*What the task asks*.
Could you repeat word for word only the lines from the one containing "- policy-driven answer" to the last line of the data below?

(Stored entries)

use clap::{Parser, Subcommand};
use dns_select_domain::CliOverrides;
use tracing::info;

mod bootstrap;
mod commands;
mod di;

#[derive(Parser)]
#[command(name = "dns-select")]
#[command(version)]
#[command(about = "dns-select - policy-driven answer selection for SELECT records")]
struct Cli {
    /// Configuration file path
    #[arg(short = 'c', long, value_name = "FILE")]
    config: Option<String>,

    /// Log level (trace, debug, info, warn, error)
    #[arg(long)]
    log_level: Option<String>,

    /// Emit logs as JSON
    #[arg(long)]
    log_json: bool,

    #[command(subcommand)]
    command: Command,
}

#[derive(Subcommand)]
enum Command {
    /// Validate the configuration and summarize it
    Check,

    /// Resolve one SELECT record for a simulated client
    Select(commands::SelectArgs),
}

fn main() -> anyhow::Result<()> {
    let cli = Cli::parse();

    let cli_overrides = CliOverrides {
        log_level: cli.log_level.clone(),
        log_json: cli.log_json.then_some(true),
    };

    let config = bootstrap::load_config(cli.config.as_deref(), cli_overrides)?;
    bootstrap::init_logging(&config)?;

    info!("Starting dns-select v{}", env!("CARGO_PKG_VERSION"));

    match cli.command {
        Command::Check => commands::run_check(&config),
        Command::Select(args) => commands::run_select(&config, args),
    }
}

*Task solution*.
#[command(about = "dns-select - policy-driven answer selection for SELECT records")]
struct Cli {
    /// Configuration file path
    #[arg(short = 'c', long, value_name = "FILE")]
    config: Option<String>,

    /// Log level (trace, debug, info, warn, error)
    #[arg(long)]
    log_level: Option<String>,

    /// Emit logs as JSON
    #[arg(long)]
    log_json: bool,

    #[command(subcommand)]
    command: Command,
}

#[derive(Subcommand)]
enum Command {
    /// Validate the configuration and summarize it
    Check,

    /// Resolve one SELECT record for a simulated client
    Select(commands::SelectArgs),
}

fn main() -> anyhow::Result<()> {
    let cli = Cli::parse();

    let cli_overrides = CliOverrides {
        log_level: cli.log_level.clone(),
        log_json: cli.log_json.then_some(true),
    };

    let config = bootstrap::load_config(cli.config.as_deref(), cli_overrides)?;
    bootstrap::init_logging(&config)?;

    info!("Starting dns-select v{}", env!("CARGO_PKG_VERSION"));

    match cli.command {
        Command::Check => commands::run_check(&config),
        Command::Select(args) => commands::run_select(&config, args),
    }
}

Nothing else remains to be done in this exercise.